Figure 5

HCV modulates SLC3A2/LAT1 complex to promote cell proliferation. (A) (Upper panel) Huh7.5 cells were transfected with negative siRNA, SLC3A2-specific siRNA or cotransfected with SLC3A2 and LAT1 siRNAs. At 48 h after transfection, cells were either left untreated or treated with 5 mM L-leucine. At 4 h after treatment, GDH activity was measured according to the manufacturer’s instructions. (Lower panel) Cell lysates harvested at 48 after siRNA transfection were immunoblotted with the indicated antibodies. (B) (Upper panel) Huh7.5 cells were either mock-infected or infected with Jc1 for 4 h. At the indicated time points, cells were either left untreated or treated with 5 mM L-leucine.

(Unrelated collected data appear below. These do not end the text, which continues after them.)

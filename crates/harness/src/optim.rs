//! Grouped AdamW with decoupled weight decay.
//!
//! candle's stock `AdamW` takes one flat parameter list and one decay rate,
//! but the harness needs the classic two-group split (decaying matrices vs
//! zero-decay norms/biases), so the update is implemented here over named
//! [`ParamGroup`]s.
//!
//! The optimizer also owns the gradient-accumulation buffers: candle's
//! `backward()` returns a fresh `GradStore` per call, so successive
//! micro-batches are summed here via [`AdamW::accumulate`] /
//! [`AdamW::accumulate_named`] until [`AdamW::step`] applies them and
//! [`AdamW::zero_grad`] clears them.

use std::collections::HashMap;

use candle_core::backprop::GradStore;
use candle_core::{bail, Result, Tensor, Var};

// ── Parameter groups ────────────────────────────────────────────────────────

/// Named set of parameters sharing one weight-decay coefficient.
pub struct ParamGroup {
    name: String,
    weight_decay: f64,
    params: Vec<(String, Var)>,
}

impl ParamGroup {
    /// An empty group is accepted silently.
    pub fn new(name: &str, weight_decay: f64, params: Vec<(String, Var)>) -> Self {
        Self {
            name: name.to_string(),
            weight_decay,
            params,
        }
    }

    pub fn name(&self) -> &str {
        &self.name
    }

    pub fn weight_decay(&self) -> f64 {
        self.weight_decay
    }

    pub fn len(&self) -> usize {
        self.params.len()
    }

    pub fn is_empty(&self) -> bool {
        self.params.is_empty()
    }
}

// ── AdamW ───────────────────────────────────────────────────────────────────

#[derive(Default)]
struct ParamState {
    m: Option<Tensor>,
    v: Option<Tensor>,
    grad: Option<Tensor>,
}

/// AdamW over named parameter groups.
///
/// β₁ = 0.9, β₂ = 0.999, ε = 1e-8; the decay is decoupled
/// (`θ ← θ·(1 − lr·λ)` before the moment update is applied).
pub struct AdamW {
    groups: Vec<ParamGroup>,
    state: Vec<Vec<ParamState>>,
    index: HashMap<String, (usize, usize)>,
    lr: f64,
    beta1: f64,
    beta2: f64,
    eps: f64,
    updates: usize,
}

impl AdamW {
    /// Every trainable parameter must appear in exactly one group; the name
    /// index assumes group membership is disjoint.
    pub fn new(groups: Vec<ParamGroup>, lr: f64) -> Self {
        let mut index = HashMap::new();
        let mut state = Vec::with_capacity(groups.len());
        for (gi, group) in groups.iter().enumerate() {
            let mut group_state = Vec::with_capacity(group.params.len());
            for (pi, (name, _)) in group.params.iter().enumerate() {
                let prev = index.insert(name.clone(), (gi, pi));
                debug_assert!(prev.is_none(), "parameter {name} in more than one group");
                group_state.push(ParamState::default());
            }
            state.push(group_state);
        }
        Self {
            groups,
            state,
            index,
            lr,
            beta1: 0.9,
            beta2: 0.999,
            eps: 1e-8,
            updates: 0,
        }
    }

    /// Sum a backward pass's gradients into the accumulation buffers,
    /// matching parameters by tensor identity.
    pub fn accumulate(&mut self, grads: &GradStore) -> Result<()> {
        for (gi, group) in self.groups.iter().enumerate() {
            for (pi, (_, var)) in group.params.iter().enumerate() {
                if let Some(grad) = grads.get(var.as_tensor()) {
                    let slot = &mut self.state[gi][pi].grad;
                    *slot = Some(match slot.take() {
                        Some(prev) => (&prev + grad)?,
                        None => grad.clone(),
                    });
                }
            }
        }
        Ok(())
    }

    /// Sum one gradient into a parameter's buffer, matched by name. Used by
    /// the precision wrapper, whose gradients arrive keyed to the f16 model
    /// copies rather than to these master parameters.
    pub fn accumulate_named(&mut self, name: &str, grad: &Tensor) -> Result<()> {
        let Some(&(gi, pi)) = self.index.get(name) else {
            bail!("gradient for unknown parameter {name}");
        };
        let slot = &mut self.state[gi][pi].grad;
        *slot = Some(match slot.take() {
            Some(prev) => (&prev + grad)?,
            None => grad.clone(),
        });
        Ok(())
    }

    /// Apply one update from the accumulated gradients. Parameters with no
    /// buffered gradient are left untouched.
    pub fn step(&mut self) -> Result<()> {
        self.updates += 1;
        let t = self.updates as i32;
        let m_correction = 1.0 / (1.0 - self.beta1.powi(t));
        let v_correction = 1.0 / (1.0 - self.beta2.powi(t));

        let (groups, state) = (&self.groups, &mut self.state);
        for (group, group_state) in groups.iter().zip(state.iter_mut()) {
            let decay = 1.0 - self.lr * group.weight_decay;
            for ((_, var), st) in group.params.iter().zip(group_state.iter_mut()) {
                let Some(grad) = st.grad.as_ref() else {
                    continue;
                };
                let m = match st.m.take() {
                    Some(m) => (m.affine(self.beta1, 0.0)? + grad.affine(1.0 - self.beta1, 0.0)?)?,
                    None => grad.affine(1.0 - self.beta1, 0.0)?,
                };
                let v = match st.v.take() {
                    Some(v) => {
                        (v.affine(self.beta2, 0.0)? + grad.sqr()?.affine(1.0 - self.beta2, 0.0)?)?
                    }
                    None => grad.sqr()?.affine(1.0 - self.beta2, 0.0)?,
                };

                let m_hat = m.affine(m_correction, 0.0)?;
                let v_hat = v.affine(v_correction, 0.0)?;
                let denom = (v_hat.sqrt()? + self.eps)?;
                let delta = (m_hat.affine(self.lr, 0.0)? / denom)?;

                let mut theta = var.as_tensor().detach();
                if group.weight_decay != 0.0 {
                    theta = theta.affine(decay, 0.0)?;
                }
                var.set(&(theta - delta)?)?;

                st.m = Some(m);
                st.v = Some(v);
            }
        }
        Ok(())
    }

    /// Clear the accumulation buffers (moment estimates are kept).
    pub fn zero_grad(&mut self) {
        for group_state in &mut self.state {
            for st in group_state {
                st.grad = None;
            }
        }
    }

    /// Number of applied updates (skipped steps do not count).
    pub fn updates(&self) -> usize {
        self.updates
    }

    pub fn learning_rate(&self) -> f64 {
        self.lr
    }

    pub fn set_learning_rate(&mut self, lr: f64) {
        self.lr = lr;
    }

    /// Look a parameter up by name.
    pub fn get(&self, name: &str) -> Option<&Var> {
        self.index.get(name).map(|&(gi, pi)| &self.groups[gi].params[pi].1)
    }

    /// All `(name, parameter)` pairs across groups.
    pub fn named_params(&self) -> impl Iterator<Item = (&String, &Var)> {
        self.groups
            .iter()
            .flat_map(|g| g.params.iter().map(|(n, v)| (n, v)))
    }

    pub fn groups(&self) -> &[ParamGroup] {
        &self.groups
    }
}

// ── Tests ───────────────────────────────────────────────────────────────────
//! Process-group handle over an external collective-communication backend.
//!
//! The harness never performs network I/O: the launcher that spawned this
//! worker initializes a backend (NCCL-style ring, TCP rendezvous, whatever)
//! and hands it in behind [`Collective`]. A `None` process group in
//! [`crate::model_to_ddp`] means no backend was initialized and training is
//! single-process.

use std::sync::Arc;

use candle_core::{Result, Tensor};

/// The external backend contract: world layout plus one blocking
/// sum-all-reduce over a flat bucket. Any blocking or cancellation behavior
/// belongs to the implementation, not to the callers here.
pub trait Collective: Send + Sync {
    fn world_size(&self) -> usize;

    fn rank(&self) -> usize;

    /// Element-wise sum of `bucket` across all workers; every worker gets
    /// the full result.
    fn all_reduce_sum(&self, bucket: &Tensor) -> Result<Tensor>;
}

/// An initialized process group. Cheap to clone; all clones share the same
/// backend.
#[derive(Clone)]
pub struct ProcessGroup {
    backend: Arc<dyn Collective>,
}

impl ProcessGroup {
    pub fn new(backend: Arc<dyn Collective>) -> Self {
        Self { backend }
    }

    pub fn world_size(&self) -> usize {
        self.backend.world_size()
    }

    pub fn rank(&self) -> usize {
        self.backend.rank()
    }

    pub fn all_reduce_sum(&self, bucket: &Tensor) -> Result<Tensor> {
        self.backend.all_reduce_sum(bucket)
    }
}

At 4 h after treatment, GDH activity was measured according to the manufacturer’s instructions. (Lower panel) Cell lysates harvested at the indicated time points were immunoblotted with the indicated antibodies. (C) Huh7.5 cells were either mock-infected or infected with Jc1. At 6 days postinfection, total cell lysates were immunoblotted with the indicated antibodies. (D) Huh7.5 cells infected with either mock or Jc1 for 6 days were treated with BCH for 2 h. Total cell lysates were immunoblotted with the indicated antibodies. (E) Huh7.5 cells were treated with either control vehicle (NH₄OH) or 200 µM of BCH. At 96 h after treatment, cell viability was determined by WST assay. (F) Huh7.5 cells infected with either mock (left panel) or Jc1 (right panel) for 4 days were treated with either control vehicle (NH₄OH) or BCH. At the indicated time points, cell proliferation was analyzed by WST assay. (G) Huh7.5 cells were either mock infected (left panel) or infected with Jc1 (right panel). At 4 days postinfection, cells were transfected with either negative siRNA or siRNA mix targeting both SLC3A2 and LAT1 (double). At the indicated time points, cell proliferation was assessed by WST assay.